LONDON — The British government is preparing to issue a formal apology Thursday for its role in forcibly separating tens of thousands of unmarried mothers from their babies — a practice that spanned several decades before ending in the 1970s.
Prime Minister Keir Starmer will take to the floor of the House of Commons to acknowledge the government’s involvement in forced adoptions and offer an apology to those who lived through the experience.
The United Kingdom joins a number of nations confronting a troubling history rooted in social stigma, religious institutions, and government policy — all of which combined to shame unwed mothers, confine them during pregnancy, and hand their children over to married couples for adoption.
Between 1949 and 1976, approximately 185,000 babies born to unmarried women were adopted in England and Wales. Advocates have spent years pushing for official recognition that many of these mothers were pressured, misled, and threatened into surrendering their children.
Ann Keen, a former U.K. health minister who had her own baby taken for adoption in 1966 when she was 17, said she is eager to finally feel “released from my shame.”
“We need this apology, because we have always been accused of giving up our babies, and we didn’t give them up,” she told the BBC. “We’ve now got the opportunity to really put this wrong right.”
A 2022 report from Parliament’s Joint Committee on Human Rights called on the British government to apologize for “the pain and suffering caused by public institutions and state employees that railroaded mothers into unwanted adoptions.”
Scotland and Wales, which operate with a degree of self-governance, both issued their own apologies the year after that report. However, the Conservative government in power at the time chose not to follow their lead.
The apology now coming from Prime Minister Starmer’s Labour government arrives just two weeks after the Church of England offered its own acknowledgment of wrongdoing in connection with forced adoptions.

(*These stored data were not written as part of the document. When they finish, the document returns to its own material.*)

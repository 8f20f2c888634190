//! Image editing module.

mod editor;
pub mod providers;
mod types;

pub use editor::{ImageEditor, ImageEditorExt};
pub use types::{
    default_instruction, EditRequest, GenerationMetadata, GenerationResult, ImageFormat,
    ImageInput, InlineImage, ENHANCE_INSTRUCTION, STYLE_TRANSFER_INSTRUCTION,
};
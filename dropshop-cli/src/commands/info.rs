// Copyright 2025, Offchain Labs, Inc.
// For licensing, see https://github.com/OffchainLabs/dropshop-rs/blob/main/licenses/COPYRIGHT.md

use dropshop_tools::{
    core::{
        contract::{DropReader, OnchainReader},
        metadata::contract_metadata,
    },
    utils::color::Color,
};

use crate::{
    common_args::{ContractArgs, ProviderArgs},
    error::DropshopResult,
};

#[derive(Debug, clap::Args)]
pub struct Args {
    /// Print the raw collection document as JSON.
    #[arg(long)]
    json: bool,

    #[command(flatten)]
    contract: ContractArgs,
    #[command(flatten)]
    provider: ProviderArgs,
}

pub async fn exec(args: Args) -> DropshopResult {
    let provider = args.provider.build_provider().await?;
    let reader = OnchainReader::new(args.contract.address, provider);
    let http = reqwest::Client::new();
    let meta = contract_metadata(&reader, &http).await?;

    if args.json {
        println!("{}", serde_json::to_string_pretty(&meta)?);
        return Ok(());
    }

    if let Some(name) = &meta.name {
        println!("{}", name.mint());
    }
    if let Some(description) = &meta.description {
        println!("{description}");
    }
    if let Some(link) = &meta.external_link {
        println!("link: {}", link.grey());
    }
    if let Some(fee) = meta.seller_fee_basis_points {
        println!("seller fee: {} bps", fee.to_string().grey());
    }
    match reader.minted_count().await {
        Ok(minted) => println!("minted tokens: {}", minted.to_string().mint()),
        Err(err) => println!("minted tokens: {}", err.to_string().red()),
    }
    Ok(())
}
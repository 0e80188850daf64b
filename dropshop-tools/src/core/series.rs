// Copyright 2025, Offchain Labs, Inc.
// For licensing, see https://github.com/OffchainLabs/dropshop-rs/blob/main/licenses/COPYRIGHT.md

//! Paginated enumeration of the full minted token series.
//!
//! A [`Series`] pages through `[0, minted_count)` in fixed-size chunks,
//! fanning each page's token IDs out through the worker pool. Per-token
//! failures are recorded on the affected row; only a failure to read the
//! minted count aborts a page load.

use std::{collections::BTreeMap, sync::Arc};

use alloy::primitives::U256;

use crate::core::{
    contract::{DropReader, ReadError},
    metadata::{fetch_token_metadata, TokenMetadata},
    pool,
    uri::resolve_uri,
};

/// One row in the enumerated series.
///
/// A row is always kept, even when some of its reads failed; `error` carries
/// the failure notes in that case.
#[derive(Debug, Clone, Default, PartialEq)]
pub struct TokenSummary {
    pub id: u64,
    /// Resolved metadata URL, absent before resolution or on read failure.
    pub uri: Option<String>,
    pub metadata: Option<TokenMetadata>,
    pub name: Option<String>,
    pub description: Option<String>,
    pub image: Option<String>,
    pub total_supply: Option<U256>,
    pub max_total_supply: Option<U256>,
    pub error: Option<String>,
}

impl TokenSummary {
    pub fn new(id: u64) -> Self {
        Self {
            id,
            ..Default::default()
        }
    }

    /// Appends a failure note without discarding the row.
    pub fn record_error(&mut self, note: impl AsRef<str>) {
        let note = note.as_ref();
        self.error = Some(match self.error.take() {
            Some(existing) => format!("{existing}; {note}"),
            None => note.to_string(),
        });
    }
}

#[derive(Debug, Clone)]
pub struct SeriesConfig {
    /// Tokens fetched per page.
    pub page_size: usize,
    /// Fetch and parse each token's JSON metadata document.
    pub fetch_metadata: bool,
    /// Also read `totalSupply` and `maxTotalSupply` per token (extra RPCs).
    pub include_supply: bool,
    /// Concurrent workers per page load.
    pub concurrency: usize,
}

impl Default for SeriesConfig {
    fn default() -> Self {
        Self {
            page_size: 24,
            fetch_metadata: true,
            include_supply: false,
            concurrency: 6,
        }
    }
}

#[derive(Debug, thiserror::Error)]
pub enum SeriesError {
    #[error("failed to read minted count: {0}")]
    MintedCount(#[source] ReadError),
}

/// Paginated view over the minted series of a drop contract.
///
/// Every load operation takes `&mut self`, so loads are serialized by the
/// exclusive borrow; there is no concurrent page load to guard against.
pub struct Series<R> {
    reader: Arc<R>,
    http: reqwest::Client,
    config: SeriesConfig,
    items: Vec<TokenSummary>,
    /// Minted-count snapshot; `None` until fetched, reset by [`refresh`](Self::refresh).
    minted: Option<u64>,
    page: usize,
    has_more: bool,
}

impl<R: DropReader + 'static> Series<R> {
    pub fn new(reader: R, config: SeriesConfig) -> Self {
        let config = SeriesConfig {
            page_size: config.page_size.max(1),
            ..config
        };
        Self {
            reader: Arc::new(reader),
            http: reqwest::Client::new(),
            config,
            items: Vec::new(),
            minted: None,
            page: 0,
            has_more: false,
        }
    }

    /// Accumulated rows, sorted by ID, each ID present at most once.
    pub fn items(&self) -> &[TokenSummary] {
        &self.items
    }

    pub fn has_more(&self) -> bool {
        self.has_more
    }

    /// Zero-based index of the last loaded page.
    pub fn page(&self) -> usize {
        self.page
    }

    /// Minted-count snapshot, or 0 if not fetched yet.
    pub fn minted_count(&self) -> u64 {
        self.minted.unwrap_or(0)
    }

    /// Loads the next page; no-op once exhausted.
    ///
    /// On a fresh (or just-refreshed) series this loads the first page, so
    /// calling it repeatedly walks the entire minted range.
    pub async fn load_more(&mut self) -> Result<(), SeriesError> {
        match self.minted {
            None => self.load_page(0, true).await,
            Some(_) if !self.has_more => Ok(()),
            Some(_) => self.load_page(self.page + 1, false).await,
        }
    }

    /// Discards all accumulated state and reloads the first page.
    pub async fn refresh(&mut self) -> Result<(), SeriesError> {
        self.items.clear();
        self.minted = None;
        self.page = 0;
        self.has_more = false;
        self.load_page(0, true).await
    }

    /// Loads one page of the series.
    ///
    /// A page entirely beyond the minted range is a no-op, not an error. A
    /// minted count of zero yields an empty, terminal result.
    pub async fn load_page(&mut self, page: usize, replace: bool) -> Result<(), SeriesError> {
        let minted = match self.minted {
            Some(count) => count,
            None => {
                let count = self
                    .reader
                    .minted_count()
                    .await
                    .map_err(SeriesError::MintedCount)?;
                debug!(@grey, "minted count: {count}");
                self.minted = Some(count);
                count
            }
        };
        if minted == 0 {
            if replace {
                self.items.clear();
            }
            self.has_more = false;
            return Ok(());
        }

        let page_size = self.config.page_size as u64;
        let start = page as u64 * page_size;
        if start >= minted {
            self.has_more = false;
            return Ok(());
        }
        let end = (start + page_size).min(minted);
        debug!(@grey, "loading page {page}: tokens {start}..{end}");

        let ids: Vec<u64> = (start..end).collect();
        let reader = Arc::clone(&self.reader);
        let http = self.http.clone();
        let fetch_metadata = self.config.fetch_metadata;
        let include_supply = self.config.include_supply;
        let mut results = pool::drain(ids.clone(), self.config.concurrency, move |id| {
            let reader = Arc::clone(&reader);
            let http = http.clone();
            async move {
                let item = load_token(&*reader, &http, id, fetch_metadata, include_supply).await;
                (id, item)
            }
        })
        .await;

        let rows = ids
            .into_iter()
            .map(|id| {
                results.remove(&id).unwrap_or_else(|| {
                    let mut item = TokenSummary::new(id);
                    item.record_error("missing result");
                    item
                })
            })
            .collect();
        self.merge(rows, replace);
        self.has_more = end < minted;
        self.page = page;
        Ok(())
    }

    fn merge(&mut self, rows: Vec<TokenSummary>, replace: bool) {
        let mut merged: BTreeMap<u64, TokenSummary> = if replace {
            BTreeMap::new()
        } else {
            self.items.drain(..).map(|item| (item.id, item)).collect()
        };
        for row in rows {
            // earlier pages win; an ID is never duplicated or overwritten
            merged.entry(row.id).or_insert(row);
        }
        self.items = merged.into_values().collect();
    }
}

/// Builds the summary row for one token, recording failures on the row.
async fn load_token(
    reader: &impl DropReader,
    http: &reqwest::Client,
    id: u64,
    fetch_metadata: bool,
    include_supply: bool,
) -> TokenSummary {
    let mut item = TokenSummary::new(id);
    match reader.token_uri(id).await {
        Ok(raw) => item.uri = Some(resolve_uri(&raw)),
        Err(err) => item.record_error(format!("uri: {err}")),
    }

    if fetch_metadata {
        if let Some(uri) = item.uri.clone() {
            match fetch_token_metadata(http, &uri).await {
                Ok(meta) => {
                    item.name = meta.name.clone();
                    item.description = meta.description.clone();
                    item.image = meta.image.clone();
                    item.metadata = Some(meta);
                }
                Err(err) => item.record_error(format!("metadata: {err}")),
            }
        }
    }

    if include_supply {
        let (supply, max_supply) = tokio::join!(reader.total_supply(id), reader.max_total_supply(id));
        match supply {
            Ok(value) => item.total_supply = Some(value),
            Err(err) => item.record_error(format!("supply: {err}")),
        }
        match max_supply {
            Ok(value) => item.max_total_supply = Some(value),
            Err(err) => item.record_error(format!("max supply: {err}")),
        }
    }

    item
}

#[cfg(test)]
mod tests {
    use super::*;
    use crate::testing::{spawn_metadata_server, MockReader};

    fn ids(series: &Series<MockReader>) -> Vec<u64> {
        series.items().iter().map(|item| item.id).collect()
    }

    fn plain_config() -> SeriesConfig {
        SeriesConfig {
            page_size: 12,
            fetch_metadata: false,
            include_supply: false,
            concurrency: 4,
        }
    }

    #[tokio::test]
    async fn pages_through_thirty_tokens_by_twelve() {
        let mut series = Series::new(MockReader::with_uris(30), plain_config());

        series.load_page(0, true).await.unwrap();
        assert_eq!(ids(&series), (0..12).collect::<Vec<_>>());
        assert!(series.has_more());

        series.load_more().await.unwrap();
        assert_eq!(ids(&series), (0..24).collect::<Vec<_>>());
        assert!(series.has_more());

        series.load_more().await.unwrap();
        assert_eq!(ids(&series), (0..30).collect::<Vec<_>>());
        assert!(!series.has_more());
        assert_eq!(series.page(), 2);

        // exhausted: a further call changes nothing
        series.load_more().await.unwrap();
        assert_eq!(ids(&series), (0..30).collect::<Vec<_>>());
        assert_eq!(series.page(), 2);
    }

    #[tokio::test]
    async fn load_more_walks_everything_from_fresh() {
        let mut series = Series::new(MockReader::with_uris(30), plain_config());
        let mut loads = 0;
        loop {
            series.load_more().await.unwrap();
            loads += 1;
            if !series.has_more() {
                break;
            }
            assert!(loads < 10, "did not terminate");
        }
        assert_eq!(loads, 3); // ceil(30 / 12)
        assert_eq!(ids(&series), (0..30).collect::<Vec<_>>());
    }

    #[tokio::test]
    async fn empty_drop_is_terminal_not_an_error() {
        let mut series = Series::new(MockReader::with_uris(0), plain_config());
        series.load_page(0, true).await.unwrap();
        assert!(series.items().is_empty());
        assert!(!series.has_more());
        series.load_more().await.unwrap();
        assert!(series.items().is_empty());
    }

    #[tokio::test]
    async fn out_of_range_page_is_a_noop() {
        let mut series = Series::new(MockReader::with_uris(30), plain_config());
        series.load_page(0, true).await.unwrap();
        let before = series.items().to_vec();

        series.load_page(7, false).await.unwrap();
        assert_eq!(series.items(), &before[..]);
        assert!(!series.has_more());
    }

    #[tokio::test]
    async fn repeated_page_load_never_duplicates() {
        let mut series = Series::new(MockReader::with_uris(30), plain_config());
        series.load_page(0, true).await.unwrap();
        series.load_page(1, false).await.unwrap();
        series.load_page(1, false).await.unwrap();
        assert_eq!(ids(&series), (0..24).collect::<Vec<_>>());
    }

    #[tokio::test]
    async fn refresh_matches_a_fresh_first_page() {
        let mut series = Series::new(MockReader::with_uris(30), plain_config());
        series.load_page(0, true).await.unwrap();
        series.load_more().await.unwrap();
        series.refresh().await.unwrap();

        let mut fresh = Series::new(MockReader::with_uris(30), plain_config());
        fresh.load_page(0, true).await.unwrap();

        assert_eq!(series.items(), fresh.items());
        assert_eq!(series.page(), 0);
        assert!(series.has_more());
    }

    #[tokio::test]
    async fn uri_failure_is_recorded_on_the_row_only() {
        let mut reader = MockReader::with_uris(5);
        reader.uris.remove(&3);
        let mut series = Series::new(reader, plain_config());
        series.load_page(0, true).await.unwrap();

        assert_eq!(series.items().len(), 5);
        let failed = &series.items()[3];
        assert_eq!(failed.id, 3);
        assert!(failed.uri.is_none());
        assert!(failed.error.as_deref().unwrap().contains("uri"));
        assert!(series.items()[0].uri.is_some());
        assert!(series.items()[4].uri.is_some());
    }

    #[tokio::test]
    async fn one_bad_metadata_document_keeps_the_other_rows() {
        let server = spawn_metadata_server(vec![
            ("/0.json", r#"{"name": "Zero", "image": "ipfs://img0"}"#),
            ("/1.json", "<html>gateway error</html>"),
            ("/2.json", r#"{"name": "Two"}"#),
        ])
        .await;
        let reader = MockReader::with_uri_base(3, &server);
        let mut series = Series::new(
            reader,
            SeriesConfig {
                page_size: 12,
                fetch_metadata: true,
                include_supply: false,
                concurrency: 2,
            },
        );
        series.load_page(0, true).await.unwrap();

        assert_eq!(series.items().len(), 3);
        assert_eq!(series.items()[0].name.as_deref(), Some("Zero"));
        assert_eq!(series.items()[2].name.as_deref(), Some("Two"));

        let failed = &series.items()[1];
        assert!(failed.error.as_deref().unwrap().contains("metadata"));
        assert!(failed.name.is_none());
        assert!(failed.description.is_none());
        assert!(failed.image.is_none());
        assert!(failed.uri.is_some());
    }

    #[tokio::test]
    async fn supply_reads_are_optional_and_per_row() {
        let mut reader = MockReader::with_uris(3);
        reader.supplies.insert(0, (U256::from(5), U256::from(10)));
        reader.supplies.insert(2, (U256::from(1), U256::from(1)));
        let mut series = Series::new(
            reader,
            SeriesConfig {
                page_size: 12,
                fetch_metadata: false,
                include_supply: true,
                concurrency: 2,
            },
        );
        series.load_page(0, true).await.unwrap();

        assert_eq!(series.items()[0].total_supply, Some(U256::from(5)));
        assert_eq!(series.items()[0].max_total_supply, Some(U256::from(10)));
        assert!(series.items()[1].total_supply.is_none());
        assert!(series.items()[1].error.is_some());
        assert_eq!(series.items()[2].total_supply, Some(U256::from(1)));
    }

    #[tokio::test]
    async fn minted_count_failure_leaves_accumulated_items() {
        let mut series = Series::new(MockReader::with_uris(30), plain_config());
        series.load_page(0, true).await.unwrap();
        let before = series.items().to_vec();

        // force a refetch of the minted count, and make it fail
        series.minted = None;
        Arc::get_mut(&mut series.reader).unwrap().fail_minted = true;
        assert!(series.load_page(1, false).await.is_err());
        assert_eq!(series.items(), &before[..]);

        // a failed load leaves the series usable
        Arc::get_mut(&mut series.reader).unwrap().fail_minted = false;
        series.load_page(1, false).await.unwrap();
        assert_eq!(ids(&series), (0..24).collect::<Vec<_>>());
    }
}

Archbishop of Canterbury Sarah Mullally stated that “we are profoundly sorry for the pain, trauma and stigma experienced — and still carried — by many people because of historical adoption practices in homes affiliated to the Church of England.”
Several other countries have faced similar reckonings. In 2013, Australia’s then-Prime Minister Julia Gillard delivered a nationally significant apology for that country’s forced adoption history, calling it a source of “lifelong legacy of pain and suffering.”
Ireland has also grappled with the dark history of mother-and-baby homes operated by the Catholic Church, where tens of thousands of women were kept in frequently degrading conditions. A 2021 inquiry revealed that 9,000 children had died across 18 such homes during the 20th century.
Irish Prime Minister Micheál Martin offered an apology for the “profound and generational wrong” done to the mothers and children who passed through those institutions.